"""

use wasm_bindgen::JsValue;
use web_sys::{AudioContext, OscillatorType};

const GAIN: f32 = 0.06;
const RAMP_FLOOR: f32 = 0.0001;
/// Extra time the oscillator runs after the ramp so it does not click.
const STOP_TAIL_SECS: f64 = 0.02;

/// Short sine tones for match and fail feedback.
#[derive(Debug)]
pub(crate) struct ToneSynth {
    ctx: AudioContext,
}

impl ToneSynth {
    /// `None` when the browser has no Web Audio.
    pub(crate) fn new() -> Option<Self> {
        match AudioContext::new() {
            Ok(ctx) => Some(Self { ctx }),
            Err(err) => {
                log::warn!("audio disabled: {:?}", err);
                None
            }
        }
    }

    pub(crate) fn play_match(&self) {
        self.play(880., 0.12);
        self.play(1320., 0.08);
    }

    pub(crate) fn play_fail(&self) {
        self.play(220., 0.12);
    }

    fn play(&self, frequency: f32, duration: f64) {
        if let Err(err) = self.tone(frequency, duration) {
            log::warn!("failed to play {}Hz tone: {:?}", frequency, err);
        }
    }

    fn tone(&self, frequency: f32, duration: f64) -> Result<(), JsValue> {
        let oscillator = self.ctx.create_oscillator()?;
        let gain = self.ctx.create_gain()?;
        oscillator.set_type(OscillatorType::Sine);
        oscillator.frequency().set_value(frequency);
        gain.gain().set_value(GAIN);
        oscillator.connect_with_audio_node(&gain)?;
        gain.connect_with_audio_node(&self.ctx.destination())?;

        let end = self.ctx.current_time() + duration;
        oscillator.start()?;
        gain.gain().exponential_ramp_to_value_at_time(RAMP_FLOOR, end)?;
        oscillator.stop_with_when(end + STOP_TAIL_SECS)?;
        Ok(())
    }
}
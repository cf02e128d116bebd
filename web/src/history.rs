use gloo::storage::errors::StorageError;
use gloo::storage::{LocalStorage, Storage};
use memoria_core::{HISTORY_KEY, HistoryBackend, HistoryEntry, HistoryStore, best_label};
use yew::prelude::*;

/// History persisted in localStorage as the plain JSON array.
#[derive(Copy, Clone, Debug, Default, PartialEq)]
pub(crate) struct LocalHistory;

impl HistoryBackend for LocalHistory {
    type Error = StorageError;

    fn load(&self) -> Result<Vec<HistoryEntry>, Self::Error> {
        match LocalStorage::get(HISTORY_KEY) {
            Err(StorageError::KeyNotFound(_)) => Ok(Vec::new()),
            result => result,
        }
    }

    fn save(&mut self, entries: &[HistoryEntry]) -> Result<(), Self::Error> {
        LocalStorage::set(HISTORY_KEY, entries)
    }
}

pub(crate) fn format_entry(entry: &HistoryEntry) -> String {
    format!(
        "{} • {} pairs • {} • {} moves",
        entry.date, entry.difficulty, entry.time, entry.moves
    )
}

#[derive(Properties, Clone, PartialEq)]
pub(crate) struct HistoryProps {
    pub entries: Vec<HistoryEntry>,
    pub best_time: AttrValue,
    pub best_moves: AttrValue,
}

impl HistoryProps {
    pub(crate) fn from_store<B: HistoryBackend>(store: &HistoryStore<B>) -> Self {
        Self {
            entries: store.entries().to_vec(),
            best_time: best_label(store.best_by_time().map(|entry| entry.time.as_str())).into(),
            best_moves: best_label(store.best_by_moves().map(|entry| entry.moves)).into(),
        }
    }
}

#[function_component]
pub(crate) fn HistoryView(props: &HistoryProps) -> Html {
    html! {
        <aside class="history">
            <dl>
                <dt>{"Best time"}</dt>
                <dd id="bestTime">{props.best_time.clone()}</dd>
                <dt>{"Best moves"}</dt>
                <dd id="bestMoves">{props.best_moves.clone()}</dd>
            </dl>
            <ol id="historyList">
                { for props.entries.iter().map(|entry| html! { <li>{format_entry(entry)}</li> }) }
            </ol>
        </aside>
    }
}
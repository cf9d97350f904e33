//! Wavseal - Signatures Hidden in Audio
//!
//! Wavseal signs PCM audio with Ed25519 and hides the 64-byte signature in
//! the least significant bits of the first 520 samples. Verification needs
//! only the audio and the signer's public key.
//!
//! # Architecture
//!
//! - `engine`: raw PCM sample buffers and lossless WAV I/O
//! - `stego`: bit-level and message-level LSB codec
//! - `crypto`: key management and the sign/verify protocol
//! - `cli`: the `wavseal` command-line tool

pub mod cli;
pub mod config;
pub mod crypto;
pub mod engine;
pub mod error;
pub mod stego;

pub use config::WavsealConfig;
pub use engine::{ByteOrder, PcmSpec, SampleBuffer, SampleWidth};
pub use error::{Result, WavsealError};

"""

## What is needed
Copy out every line of the material above that mentions the word "warn".

## Answer below
                log::warn!("audio disabled: {:?}", err);
            log::warn!("failed to play {}Hz tone: {:?}", frequency, err);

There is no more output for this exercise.